• _WORK TO BE COMPLETED_
Go through the entries, filter for the word "HashMap", and copy every line that has it.
──────── DATA PROVIDED
//! In-memory store for development and testing.
//!
//! Transactions take the state lock for their whole lifetime and work on a
//! copy that is swapped in on commit, so an uncommitted transaction leaves no
//! trace.

use chrono::{DateTime, Utc};
use std::collections::{HashMap, HashSet};
use std::sync::Arc;
use tokio::sync::{Mutex, OwnedMutexGuard};
use uuid::Uuid;

use super::store::{CodeLease, InvitationStore, RedemptionTx, StoreError, UsageState};
use crate::models::{
    normalize_code, Account, DelegatedSession, Identity, Invitation, Library, MediaServer,
    NewAccount, NewIdentity, ServerUsage,
};

type CodeLocks = Arc<std::sync::Mutex<HashMap<String, Arc<Mutex<()>>>>>;

#[derive(Debug, Default, Clone)]
struct MemoryState {
    invitations: Vec<Invitation>,
    servers: Vec<MediaServer>,
    invitation_servers: HashMap<Uuid, Vec<Uuid>>,
    libraries: Vec<Library>,
    invitation_libraries: HashMap<Uuid, Vec<Uuid>>,
    accounts: Vec<Account>,
    identities: Vec<Identity>,
    usages: Vec<ServerUsage>,
    sessions: HashMap<String, DelegatedSession>,
}

/// Store backed by process memory.
#[derive(Default)]
pub struct InMemoryStore {
    state: Arc<Mutex<MemoryState>>,
    code_locks: CodeLocks,
    failing_usage_writes: Arc<std::sync::Mutex<HashSet<Uuid>>>,
}

impl InMemoryStore {
    pub fn new() -> Self {
        Self::default()
    }

    pub async fn add_server(&self, server: MediaServer) -> MediaServer {
        self.state.lock().await.servers.push(server.clone());
        server
    }

    pub async fn add_library(&self, library: Library) -> Library {
        self.state.lock().await.libraries.push(library.clone());
        library
    }

    /// Insert an invitation associated with the given servers.
    pub async fn add_invitation(&self, invitation: Invitation, server_ids: &[Uuid]) -> Invitation {
        let mut state = self.state.lock().await;
        state
            .invitation_servers
            .insert(invitation.id, server_ids.to_vec());
        state.invitations.push(invitation.clone());
        invitation
    }

    pub async fn restrict_libraries(&self, invitation_id: Uuid, library_ids: &[Uuid]) {
        self.state
            .lock()
            .await
            .invitation_libraries
            .insert(invitation_id, library_ids.to_vec());
    }

    pub async fn remove_invitation(&self, invitation_id: Uuid) {
        let mut state = self.state.lock().await;
        state.invitations.retain(|i| i.id != invitation_id);
        state.invitation_servers.remove(&invitation_id);
    }

    /// Make every usage write for `server_id` fail, simulating a database
    /// error in the middle of a server's bookkeeping.
    pub fn fail_usage_writes_for(&self, server_id: Uuid) {
        if let Ok(mut failing) = self.failing_usage_writes.lock() {
            failing.insert(server_id);
        }
    }

    pub async fn invitation(&self, code: &str) -> Option<Invitation> {
        let state = self.state.lock().await;
        state.invitations.iter().find(|i| i.matches_code(code)).cloned()
    }

    pub async fn accounts(&self) -> Vec<Account> {
        self.state.lock().await.accounts.clone()
    }

    pub async fn identities(&self) -> Vec<Identity> {
        self.state.lock().await.identities.clone()
    }

    pub async fn usages(&self) -> Vec<ServerUsage> {
        self.state.lock().await.usages.clone()
    }

    pub async fn session_count(&self) -> usize {
        self.state.lock().await.sessions.len()
    }

    pub async fn sessions(&self) -> Vec<DelegatedSession> {
        self.state.lock().await.sessions.values().cloned().collect()
    }

    /// Number of codes with a live or awaited lease.
    pub fn locked_code_count(&self) -> usize {
        self.code_locks.lock().map(|l| l.len()).unwrap_or_default()
    }

    fn code_lock(&self, code: &str) -> Result<Arc<Mutex<()>>, StoreError> {
        let mut locks = self
            .code_locks
            .lock()
            .map_err(|_| StoreError::Unavailable("code lock table poisoned".to_string()))?;
        Ok(locks.entry(normalize_code(code)).or_default().clone())
    }
}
────────────────
• _SOLUTION FOR THIS PROBLEM_
use std::collections::{HashMap, HashSet};
type CodeLocks = Arc<std::sync::Mutex<HashMap<String, Arc<Mutex<()>>>>>;
    invitation_servers: HashMap<Uuid, Vec<Uuid>>,
    invitation_libraries: HashMap<Uuid, Vec<Uuid>>,
    sessions: HashMap<String, DelegatedSession>,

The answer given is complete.